“You cannot do this!” cried Gloria, covering her face. “We are from the Greek Period!”
“When in Greece, do as the Romans do,” chuckled Cassius.
The odor of cats came to their nostrils.
“How could you—here…? A lion?” asked Smith.
“A form of hypnosis privy to the profession,” observed Cassius. “We keep the beast paralyzed most of the time. Have you not wondered why there has never been a theft from this museum? Oh, it has been tried, all right! We protect our interests.”
The lean, albino lion which generally slept beside the main entrance padded slowly from the shadows and growled—once, and loudly.
Smith pushed Gloria behind him as the cat began its stalking. He glanced towards the Forum, which proved to be vacant. A sound, like the flapping of wings by a flock of leather pigeons, diminished in the distance.

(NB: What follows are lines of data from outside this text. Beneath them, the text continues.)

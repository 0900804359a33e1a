//! Environment-level diff: compare the env variables of two images.
//!
//! The textual `env.diff` artifact is a unified diff of the rendered
//! `KEY=VALUE` files; [`EnvDiff`] is the key-level view of the same change,
//! used for progress output and the CLI summary.

use std::collections::BTreeMap;

use serde::Serialize;

/// The result of comparing two environments.
#[derive(Clone, Debug, Default, PartialEq, Eq, Serialize)]
pub struct EnvDiff {
    /// Changes in key order.
    pub changes: Vec<EnvChange>,
}

impl EnvDiff {
    pub fn is_empty(&self) -> bool {
        self.changes.is_empty()
    }

    pub fn len(&self) -> usize {
        self.changes.len()
    }

    pub fn additions(&self) -> usize {
        self.count(|c| matches!(c, EnvChange::Added { .. }))
    }

    pub fn removals(&self) -> usize {
        self.count(|c| matches!(c, EnvChange::Removed { .. }))
    }

    pub fn modifications(&self) -> usize {
        self.count(|c| matches!(c, EnvChange::Modified { .. }))
    }

    fn count(&self, pred: impl Fn(&EnvChange) -> bool) -> usize {
        self.changes.iter().filter(|c| pred(c)).count()
    }
}

/// A single change between two environments.
#[derive(Clone, Debug, PartialEq, Eq, Serialize)]
#[serde(tag = "change", rename_all = "snake_case")]
pub enum EnvChange {
    Added { key: String, value: String },
    Removed { key: String, value: String },
    Modified { key: String, old: String, new: String },
}

impl EnvChange {
    pub fn key(&self) -> &str {
        match self {
            EnvChange::Added { key, .. }
            | EnvChange::Removed { key, .. }
            | EnvChange::Modified { key, .. } => key,
        }
    }
}

/// Compare two environments key by key.
pub fn diff_env(old: &BTreeMap<String, String>, new: &BTreeMap<String, String>) -> EnvDiff {
    let mut changes = Vec::new();

    for (key, old_val) in old {
        match new.get(key) {
            Some(new_val) if new_val != old_val => changes.push(EnvChange::Modified {
                key: key.clone(),
                old: old_val.clone(),
                new: new_val.clone(),
            }),
            Some(_) => {}
            None => changes.push(EnvChange::Removed {
                key: key.clone(),
                value: old_val.clone(),
            }),
        }
    }

    for (key, new_val) in new {
        if !old.contains_key(key) {
            changes.push(EnvChange::Added {
                key: key.clone(),
                value: new_val.clone(),
            });
        }
    }

    changes.sort_by(|a, b| a.key().cmp(b.key()));
    EnvDiff { changes }
}

/// Render an environment as `KEY=VALUE` lines sorted by key, each line
/// newline-terminated.
pub fn render_env(env: &BTreeMap<String, String>) -> String {
    env.iter().map(|(k, v)| format!("{k}={v}\n")).collect()
}

#[cfg(test)]
mod tests {
    use super::*;

    fn env(pairs: &[(&str, &str)]) -> BTreeMap<String, String> {
        pairs
            .iter()
            .map(|(k, v)| (k.to_string(), v.to_string()))
            .collect()
    }

    #[test]
    fn identical_envs_no_diff() {
        let e = env(&[("A", "1"), ("B", "2")]);
        assert!(diff_env(&e, &e).is_empty());
    }

    #[test]
    fn single_modification() {
        let diff = diff_env(&env(&[("A", "1"), ("B", "2")]), &env(&[("A", "1"), ("B", "3")]));
        assert_eq!(diff.len(), 1);
        assert_eq!(
            diff.changes[0],
            EnvChange::Modified {
                key: "B".into(),
                old: "2".into(),
                new: "3".into()
            }
        );
    }

    #[test]
    fn mixed_changes_in_key_order() {
        let old = env(&[("KEEP", "x"), ("MODIFY", "old"), ("REMOVE", "1")]);
        let new = env(&[("ADDED", "y"), ("KEEP", "x"), ("MODIFY", "new")]);

        let diff = diff_env(&old, &new);
        assert_eq!(diff.len(), 3);
        assert_eq!(diff.additions(), 1);
        assert_eq!(diff.removals(), 1);
        assert_eq!(diff.modifications(), 1);
        let keys: Vec<&str> = diff.changes.iter().map(EnvChange::key).collect();
        assert_eq!(keys, vec!["ADDED", "MODIFY", "REMOVE"]);
    }

    #[test]
    fn render_sorted_lines() {
        let rendered = render_env(&env(&[("Z", "last"), ("A", "first")]));
        assert_eq!(rendered, "A=first\nZ=last\n");
    }

    #[test]
    fn render_empty() {
        assert_eq!(render_env(&BTreeMap::new()), "");
    }
}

“We are alone,” noted Gloria.
“Run,” ordered Smith, “and I’ll try to delay him. Get out, if you can.”
“And desert you? Never, my dear! Together! Now, and always!”
“Gloria!”
“Jay Smith!”
At that moment the beast conceived the notion to launch into a spring, which it promptly did.
“Good-bye, my lovely.”
“Farewell. One kiss before dying, pray.”
The lion was high in the air, uttering healthy coughs, eyes greenly aglow.
“Very well.”
They embraced.
Moon hacked in the shape of cat, that palest of beasts hung overhead—hung high, hung menacingly, hung long…
It began to writhe and claw about wildly in that middle space between floor and ceiling for which architecture possesses no specific noun.
“Mm! Another kiss?”
“Why not? Life is sweet.”
A minute ran by on noiseless feet; another pursued it.
“I say, what’s holding up that lion?”
“I am,” answered the mobile. “You humans aren’t the only ones to seek umbrage amidst the relics of your dead past.”
The voice was thin, fragile, like that of a particularly busy Aeolian Harp.
“I do not wish to seem inquisitive,” said Smith, “but who are you?”
“I am an alien life form,” it tinkled back, digesting the lion. “My ship suffered an accident on the way to Arcturus. I soon discovered that my appearance was against me on your planet, except in the museums, where I am greatly admired. Being a member of a rather delicate and, if I do say it, somewhat narcissistic race—” He paused to belch daintily, and continued, “—I rather enjoy it here—‘among bright stars on this most weary unbright cinder [belch], lost’”
“I see,” said Smith. “Thanks for eating the lion.”
“Don’t mention it—but it wasn’t wholly advisable. You see, I’m going to have to divide now. Can the other me go with you?”
“Of course. You saved our lives, and we’re going to need something to hang in the living room, when we have one.”
“Good.”
He divided, in a flurry of hemidemisemiquavers, and dropped to the floor beside them.
“Good-bye, me,” he called upward.
“Good-bye,” from above.
They walked proudly from the Modern, through the Greek, and past the Roman Period, with much hauteur and a wholly quiet dignity. Beaten Gladiator, Hecuba Lamenting, and Xena ex Machina no longer, they lifted the sleeping watchman’s key and walked out the door, down the stairs, and into the night, on youthful legs and drop-lines.